Afterwards, it’s safe to proceed with the add operation:

this.internalArray[this.size] = new Entry<TKey, TValue>
{
    Key = key,
    Value = value
};
this.size++;

Don’t forget to increment the size counter. We also use the size counter as the index in which we place the new Entry.

Removing an Entry is fairly straight-forward. We walk through the internalArray, and if we find an Entry with a matching key, we remove it. The one thing we want to ensure, however, is that if there are any Entries left after the removal, we want to move the endmost Entry into the index of the Entry we’re removing. Because this map implementation is unsorted, it doesn’t matter that we move Entries around as the ordering is already completely arbitrary.

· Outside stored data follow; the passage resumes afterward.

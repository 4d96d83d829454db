//! Remote queries and channels used by the views.

use crate::types::{RSVP_TOTALS, SearchFilters, SortBy};
use gather_core::remote::{
    ChangeBinding, ChannelSpec, Embed, Filter, Order, Query, Selection, Table,
};

/// Conflict target of RSVP upserts
pub const RSVP_CONFLICT: [&str; 2] = ["event_id", "user_id"];

fn person(alias: &str, column: &str, with_role: bool) -> Embed {
    let columns: &[&str] = if with_role {
        &["id", "full_name", "avatar_url", "role"]
    } else {
        &["id", "full_name", "avatar_url"]
    };
    Embed::belongs_to(alias, Table::Users, column, Selection::only(columns))
}

/// `*, organizer:users(id, full_name, avatar_url), rsvp_totals:event_rsvps(count)`
#[must_use]
pub fn event_list_selection() -> Selection {
    Selection::all()
        .embed(person("organizer", "organizer_id", false))
        .embed(Embed::count(RSVP_TOTALS, Table::EventRsvps, "event_id"))
}

/// Event list query for `filters`
///
/// Popularity is not a remote ordering: it is fetched by date and re-sorted
/// after the fetch.
#[must_use]
pub fn event_list_query(filters: &SearchFilters) -> Query {
    let mut query = Query::table(Table::Events).select(event_list_selection());

    if let Some(text) = &filters.query {
        query = query.or(vec![
            Filter::contains("title", text),
            Filter::contains("description", text),
        ]);
    }
    if let Some(category) = &filters.category {
        query = query.eq("category", category.clone());
    }
    if let Some(date) = filters.date {
        query = query.gte("date", date.to_string());
    }
    if let Some(location) = &filters.location {
        query = query.filter(Filter::contains("location", location));
    }

    match filters.sort_by {
        SortBy::Date | SortBy::Popularity => query.order(Order::asc("date")),
        SortBy::CreatedAt => query.order(Order::desc("created_at")),
    }
}

/// Comment or RSVP row with its author
fn with_author() -> Selection {
    Selection::all().embed(person("user", "user_id", false))
}

/// Single event with organizer, comments and RSVPs
#[must_use]
pub fn event_detail_query(event_id: &str) -> Query {
    Query::table(Table::Events)
        .select(
            Selection::all()
                .embed(person("organizer", "organizer_id", true))
                .embed(Embed::has_many(
                    "comments",
                    Table::EventComments,
                    "event_id",
                    with_author(),
                ))
                .embed(Embed::has_many(
                    "rsvps",
                    Table::EventRsvps,
                    "event_id",
                    with_author(),
                )),
        )
        .eq("id", event_id.to_string())
        .single()
}

/// Returned shape of an inserted comment
#[must_use]
pub fn comment_returning() -> Selection {
    with_author()
}

/// Every change to `events`
#[must_use]
pub fn events_channel() -> ChannelSpec {
    ChannelSpec::new("events").on(ChangeBinding::table(Table::Events))
}

/// Comment and RSVP changes of one event
#[must_use]
pub fn event_channel(event_id: &str) -> ChannelSpec {
    ChannelSpec::new(format!("event-{event_id}"))
        .on(ChangeBinding::table(Table::EventComments).filter_eq("event_id", event_id))
        .on(ChangeBinding::table(Table::EventRsvps).filter_eq("event_id", event_id))
}

#[cfg(test)]
mod tests {
    use super::*;
    use chrono::NaiveDate;
    use gather_core::remote::Columns;

    #[test]
    fn default_filters_only_order_by_date() {
        let query = event_list_query(&SearchFilters::default());

        assert!(query.filters.is_empty());
        assert_eq!(query.order, vec![Order::asc("date")]);
        assert_eq!(query.selection.embeds.len(), 2);
        assert!(query.selection.embeds[1].count_only);
    }

    #[test]
    fn every_filter_maps_to_a_condition() {
        let filters = SearchFilters::default()
            .with_query("rust")
            .with_category("technology")
            .with_date(NaiveDate::from_ymd_opt(2030, 1, 1).unwrap_or_default())
            .with_location("hall")
            .sorted_by(SortBy::CreatedAt);

        let query = event_list_query(&filters);

        assert_eq!(
            query.filters,
            vec![
                Filter::Or(vec![
                    Filter::contains("title", "rust"),
                    Filter::contains("description", "rust"),
                ]),
                Filter::eq("category", "technology"),
                Filter::gte("date", "2030-01-01"),
                Filter::ilike("location", "%hall%"),
            ]
        );
        assert_eq!(query.order, vec![Order::desc("created_at")]);
    }

    #[test]
    fn popularity_is_fetched_by_date() {
        let query = event_list_query(&SearchFilters::default().sorted_by(SortBy::Popularity));
        assert_eq!(query.order, vec![Order::asc("date")]);
    }

    #[test]
    fn detail_query_is_single_with_organizer_role() {
        let query = event_detail_query("e1");

        assert!(query.single);
        assert_eq!(query.filters, vec![Filter::eq("id", "e1")]);
        assert_eq!(
            query.selection.embeds[0].selection.columns,
            Columns::Only(vec![
                "id".to_string(),
                "full_name".to_string(),
                "avatar_url".to_string(),
                "role".to_string(),
            ])
        );
    }

    #[test]
    fn event_channel_filters_both_tables() {
        let channel = event_channel("e1");
        assert_eq!(channel.topic, "event-e1");
        assert_eq!(channel.bindings.len(), 2);
        assert!(
            channel
                .bindings
                .iter()
                .all(|b| b.filter.as_ref().is_some_and(|f| f.to_string() == "event_id=eq.e1"))
        );
    }
}
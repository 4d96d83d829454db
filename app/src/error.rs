//! Error taxonomy of the data-sync views.

use gather_core::auth::AuthError;
use gather_core::remote::RemoteError;
use gather_runtime::error::StoreError;
use thiserror::Error;

/// Errors reported by views and the session
///
/// Every variant carries the user-facing message; none of them is fatal and
/// none is retried.
#[derive(Error, Debug, Clone, PartialEq, Eq)]
pub enum SyncError {
    /// An operation that needs a signed-in user was attempted anonymously
    ///
    /// Raised locally, before any remote call.
    #[error("{0}")]
    Unauthenticated(String),

    /// The remote data client or auth service rejected the request
    #[error("{0}")]
    Remote(String),

    /// Local input checks failed
    #[error("{0}")]
    Validation(String),

    /// The view has been closed or did not answer in time
    #[error("{0}")]
    Unavailable(String),
}

impl SyncError {
    /// `Not authenticated` with a specific message
    #[must_use]
    pub fn unauthenticated(message: impl Into<String>) -> Self {
        Self::Unauthenticated(message.into())
    }

    /// Validation failure with a specific message
    #[must_use]
    pub fn validation(message: impl Into<String>) -> Self {
        Self::Validation(message.into())
    }
}

impl From<RemoteError> for SyncError {
    fn from(err: RemoteError) -> Self {
        Self::Remote(err.to_string())
    }
}

impl From<AuthError> for SyncError {
    fn from(err: AuthError) -> Self {
        Self::Remote(err.to_string())
    }
}

impl From<StoreError> for SyncError {
    fn from(err: StoreError) -> Self {
        Self::Unavailable(err.to_string())
    }
}

impl From<serde_json::Error> for SyncError {
    fn from(err: serde_json::Error) -> Self {
        Self::Remote(format!("Unexpected response shape: {err}"))
    }
}

#[cfg(test)]
mod tests {
    use super::*;

    #[test]
    fn messages_are_passed_through() {
        assert_eq!(
            SyncError::unauthenticated("Please sign in to comment").to_string(),
            "Please sign in to comment"
        );
        assert_eq!(
            SyncError::from(RemoteError::PermissionDenied("nope".to_string())).to_string(),
            "Permission denied: nope"
        );
        assert_eq!(
            SyncError::from(AuthError::InvalidCredentials).to_string(),
            "Invalid login credentials"
        );
    }
}
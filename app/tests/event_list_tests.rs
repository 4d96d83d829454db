//! Integration tests for the event list view: filtering, ordering and the
//! live feed.

#![allow(clippy::unwrap_used, clippy::expect_used)]

mod common;

use common::{SETTLE, anonymous, event_row, quiesce, world};
use gather::{EventListView, SearchFilters, SortBy};
use gather_core::remote::{RemoteError, Table};
use gather_testing::Operation;
use gather_testing::helpers::eventually;
use serde_json::json;

fn ids(events: &[gather::Event]) -> Vec<String> {
    events.iter().map(|e| e.id.clone()).collect()
}

#[tokio::test]
async fn mount_lists_events_by_date() {
    let world = world();
    let env = anonymous(&world.backend).await;

    let view = EventListView::mount(env, SearchFilters::default()).await.unwrap();

    let state = view.snapshot().await;
    assert_eq!(ids(&state.events), ["e1", "e2", "e3"]);
    assert!(!state.loading);
    assert_eq!(state.error, None);
    assert_eq!(world.backend.request_count(Operation::Select, Table::Events), 1);
}

#[tokio::test]
async fn each_filter_change_issues_one_query() {
    let world = world();
    let env = anonymous(&world.backend).await;
    let view = EventListView::mount(env, SearchFilters::default()).await.unwrap();

    view.set_filters(SearchFilters::default().with_category("music"))
        .await
        .unwrap();
    assert_eq!(ids(&view.events().await), ["e2"]);
    assert_eq!(world.backend.request_count(Operation::Select, Table::Events), 2);

    // Same filters after trimming
    view.set_filters(SearchFilters::default().with_category("  music "))
        .await
        .unwrap();
    quiesce().await;
    assert_eq!(world.backend.request_count(Operation::Select, Table::Events), 2);

    view.set_filters(SearchFilters::default().with_query("RUST"))
        .await
        .unwrap();
    assert_eq!(ids(&view.events().await), ["e1"]);
    assert_eq!(world.backend.request_count(Operation::Select, Table::Events), 3);
}

#[tokio::test]
async fn location_and_date_filters_narrow_the_list() {
    let world = world();
    world.backend.seed(
        Table::Events,
        [json!({
            "id": "e4",
            "title": "Picnic",
            "description": "Bring food",
            "date": "2030-02-15",
            "time": "12:00:00",
            "location": "Riverside Park",
            "category": "social",
            "organizer_id": world.organizer_id,
        })],
    );
    let env = anonymous(&world.backend).await;

    let filters = SearchFilters::default()
        .with_location("park")
        .with_date(chrono::NaiveDate::from_ymd_opt(2030, 2, 1).unwrap());
    let view = EventListView::mount(env, filters).await.unwrap();

    assert_eq!(ids(&view.events().await), ["e4"]);
}

#[tokio::test]
async fn popularity_orders_by_rsvp_count() {
    let world = world();
    world.backend.seed(
        Table::EventRsvps,
        [
            json!({ "event_id": "e3", "user_id": world.member_id, "status": "attending" }),
            json!({ "event_id": "e3", "user_id": world.other_id, "status": "maybe" }),
            json!({ "event_id": "e2", "user_id": world.member_id, "status": "attending" }),
        ],
    );
    let env = anonymous(&world.backend).await;

    let view = EventListView::mount(env, SearchFilters::default().sorted_by(SortBy::Popularity))
        .await
        .unwrap();

    let events = view.events().await;
    assert_eq!(ids(&events), ["e3", "e2", "e1"]);
    assert_eq!(
        events.iter().map(|e| e.rsvp_count).collect::<Vec<_>>(),
        [2, 1, 0]
    );
}

#[tokio::test]
async fn newest_first_when_sorted_by_creation() {
    let world = world();
    let env = anonymous(&world.backend).await;
    let view = EventListView::mount(env, SearchFilters::default().sorted_by(SortBy::CreatedAt))
        .await
        .unwrap();
    view.wait_live(SETTLE).await.unwrap();

    world
        .backend
        .push_insert(
            Table::Events,
            event_row("e9", "Late addition", "2030-06-01", "other", &world.organizer_id),
        )
        .unwrap();
    view.refetch().await.unwrap();

    assert_eq!(view.events().await[0].id, "e9");
}

#[tokio::test]
async fn pushed_insert_leads_the_list_regardless_of_filters() {
    let world = world();
    let env = anonymous(&world.backend).await;
    let view = EventListView::mount(env, SearchFilters::default().with_category("music"))
        .await
        .unwrap();
    view.wait_live(SETTLE).await.unwrap();

    world
        .backend
        .push_insert(
            Table::Events,
            event_row("e9", "Hack day", "2030-05-01", "technology", &world.organizer_id),
        )
        .unwrap();

    assert!(
        eventually(SETTLE, || async { view.events().await.len() == 2 }).await,
        "pushed event never arrived"
    );
    assert_eq!(ids(&view.events().await), ["e9", "e2"]);
    // Pushes never trigger a query
    assert_eq!(world.backend.request_count(Operation::Select, Table::Events), 1);
}

#[tokio::test]
async fn pushed_update_replaces_in_place() {
    let world = world();
    let env = anonymous(&world.backend).await;
    let view = EventListView::mount(env, SearchFilters::default()).await.unwrap();
    view.wait_live(SETTLE).await.unwrap();

    world
        .backend
        .push_update(Table::Events, "e2", &json!({ "title": "Jazz night (moved)" }))
        .unwrap();

    assert!(
        eventually(SETTLE, || async {
            view.events().await[1].title == "Jazz night (moved)"
        })
        .await
    );
    assert_eq!(ids(&view.events().await), ["e1", "e2", "e3"]);
}

#[tokio::test]
async fn pushed_delete_removes_exactly_one() {
    let world = world();
    let env = anonymous(&world.backend).await;
    let view = EventListView::mount(env, SearchFilters::default()).await.unwrap();
    view.wait_live(SETTLE).await.unwrap();

    world.backend.push_delete(Table::Events, "e2").unwrap();
    assert!(eventually(SETTLE, || async { view.events().await.len() == 2 }).await);
    assert_eq!(ids(&view.events().await), ["e1", "e3"]);

    // Gone already: nothing to delete, nothing pushed
    assert!(world.backend.push_delete(Table::Events, "e2").is_none());
    quiesce().await;
    assert_eq!(ids(&view.events().await), ["e1", "e3"]);
}

#[tokio::test]
async fn fetch_failure_is_reported_then_cleared_by_refetch() {
    let world = world();
    let env = anonymous(&world.backend).await;
    world.backend.fail_next(
        Operation::Select,
        Table::Events,
        RemoteError::Transport("connection reset".to_string()),
    );

    let view = EventListView::mount(env.clone(), SearchFilters::default())
        .await
        .unwrap();

    let state = view.snapshot().await;
    assert!(state.error.is_some());
    assert!(state.events.is_empty());
    assert!(!state.loading);
    assert_eq!(env.notices.visible().len(), 1);

    view.refetch().await.unwrap();
    let state = view.snapshot().await;
    assert_eq!(state.error, None);
    assert_eq!(state.events.len(), 3);
}

#[tokio::test]
async fn unmount_releases_the_feed() {
    let world = world();
    let env = anonymous(&world.backend).await;
    let view = EventListView::mount(env, SearchFilters::default()).await.unwrap();
    assert!(world.backend.wait_for_subscriptions(1, SETTLE).await);

    view.unmount().await.unwrap();

    assert!(world.backend.wait_for_subscriptions(0, SETTLE).await);
    assert_eq!(world.backend.released_subscriptions(), 1);
    assert!(!view.snapshot().await.live);
}

#[tokio::test]
async fn dropping_the_view_releases_the_feed() {
    let world = world();
    let env = anonymous(&world.backend).await;
    let view = EventListView::mount(env, SearchFilters::default()).await.unwrap();
    assert!(world.backend.wait_for_subscriptions(1, SETTLE).await);

    drop(view);

    assert!(world.backend.wait_for_subscriptions(0, SETTLE).await);
}

#[tokio::test]
async fn filter_changes_keep_a_single_feed() {
    let world = world();
    let env = anonymous(&world.backend).await;
    let view = EventListView::mount(env, SearchFilters::default()).await.unwrap();
    view.wait_live(SETTLE).await.unwrap();

    view.set_filters(SearchFilters::default().with_query("jazz"))
        .await
        .unwrap();
    quiesce().await;

    assert_eq!(world.backend.active_subscriptions(), 1);
}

public bool Remove(TKey key)
{
    for (int i = 0; i < this.size; i++)
    {
        if (KeyEquals(this.internalArray[i].Key, key))
        {
            if (this.size >= 2)
            {
                this.internalArray[i] = this.internalArray[this.size - 1];
                this.internalArray[this.size - 1] = null;
            }
            else
            {
                this.internalArray[i] = null;
            }
            this.size--;
            return true;
        }
    }
    return false;
}

Ensuring that the internalArray doesn’t have any gaps makes some other operations easier to implement. For example, in the Set() method we implemented earlier, we can simply add a new Entry into the index this.size because that represents the next available spot in the internalArray, but if and only if it doesn’t contain any gaps.

We of course decrement the size counter if an Entry was found to be removed, and also return a bool as well.

The remaining methods of the interface are all very similar. We simply iterate through internalArray and return a list of keys, values, or entries.

public IEnumerable<TKey> Keys()
{
    var keys = new TKey[this.size];
    for (int i = 0; i < this.size; i++)
    {
        keys[i] = this.internalArray[i].Key;
    }
    return keys;
}

public IEnumerable<TValue> Values()
{
    var values = new TValue[this.size];
    for (int i = 0; i < this.size; i++)
    {
        values[i] = this.internalArray[i].Value;
    }
    return values;
}

public IEnumerable<Entry<TKey, TValue>> Entries()
{
    var entries = new Entry<TKey, TValue>[this.size];
    for (int i = 0; i < this.size; i++)
    {
        entries[i] = this.internalArray[i];
    }
    return entries;
}

We create a new array with its size being equal to the map’s current size. Next, we walkthrough the internalArray, adding the items to the new array, then return the result at the end.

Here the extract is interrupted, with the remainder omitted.